━━━━━ Data

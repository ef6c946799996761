//! Matchup queries over a [`TypeChart`](crate::TypeChart)
//!
//! Resolves the combined weaknesses and strengths of a single- or dual-typed
//! creature from the individual chart entries.

mod matchup;

pub use matchup::{Resolved, resolve, resolve_names};
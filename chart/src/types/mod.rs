//! Type enumeration and type sets

mod pokemon_type;
mod type_set;

pub use pokemon_type::Type;
pub use type_set::{Iter, TypeSet};
//! Dataset records

use typedex_chart::{Type, TypeSet};

/// A named record tagged with one or two types
#[derive(Debug, Clone, PartialEq, Eq)]
pub struct Entity {
    pub name: String,
    pub type1: Type,
    pub type2: Option<Type>,
}

impl Entity {
    pub fn new(name: impl Into<String>, type1: Type, type2: Option<Type>) -> Self {
        Self {
            name: name.into(),
            type1,
            type2,
        }
    }

    /// Both types as a set
    pub fn types(&self) -> TypeSet {
        let mut set = TypeSet::of(&[self.type1]);
        set.extend(self.type2);
        set
    }

    /// Whether `type1` or `type2` is a member of `types`
    pub fn has_any_type(&self, types: TypeSet) -> bool {
        types.contains(self.type1) || self.type2.is_some_and(|t| types.contains(t))
    }
}

#[cfg(test)]
mod tests {
    use super::*;

    #[test]
    fn test_types() {
        let charizard = Entity::new("Charizard", Type::Fire, Some(Type::Flying));
        assert_eq!(charizard.types(), TypeSet::of(&[Type::Fire, Type::Flying]));

        let snorlax = Entity::new("Snorlax", Type::Normal, None);
        assert_eq!(snorlax.types(), TypeSet::of(&[Type::Normal]));
    }

    #[test]
    fn test_has_any_type() {
        let charizard = Entity::new("Charizard", Type::Fire, Some(Type::Flying));
        assert!(charizard.has_any_type(TypeSet::of(&[Type::Flying, Type::Ice])));
        assert!(charizard.has_any_type(TypeSet::of(&[Type::Fire])));
        assert!(!charizard.has_any_type(TypeSet::of(&[Type::Water])));
        assert!(!charizard.has_any_type(TypeSet::EMPTY));
    }
}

━━━━━━━━━━

Instructions for the task:
Reproduce verbatim only this range: the first line of the material through the line that contains "pub fn has_any_type(&self, types: TypeSet)", inclusive.

Reply to the exercise:
repository ef6c946799996761
//! Matchup queries over a [`TypeChart`](crate::TypeChart)
//!
//! Resolves the combined weaknesses and strengths of a single- or dual-typed
//! creature from the individual chart entries.

mod matchup;

pub use matchup::{Resolved, resolve, resolve_names};
filename chart/src/types/mod.rs
//! Type enumeration and type sets

mod pokemon_type;
mod type_set;

pub use pokemon_type::Type;
pub use type_set::{Iter, TypeSet};
//! Dataset records

use typedex_chart::{Type, TypeSet};

/// A named record tagged with one or two types
#[derive(Debug, Clone, PartialEq, Eq)]
pub struct Entity {
    pub name: String,
    pub type1: Type,
    pub type2: Option<Type>,
}

impl Entity {
    pub fn new(name: impl Into<String>, type1: Type, type2: Option<Type>) -> Self {
        Self {
            name: name.into(),
            type1,
            type2,
        }
    }

    /// Both types as a set
    pub fn types(&self) -> TypeSet {
        let mut set = TypeSet::of(&[self.type1]);
        set.extend(self.type2);
        set
    }

    /// Whether `type1` or `type2` is a member of `types`
    pub fn has_any_type(&self, types: TypeSet) -> bool {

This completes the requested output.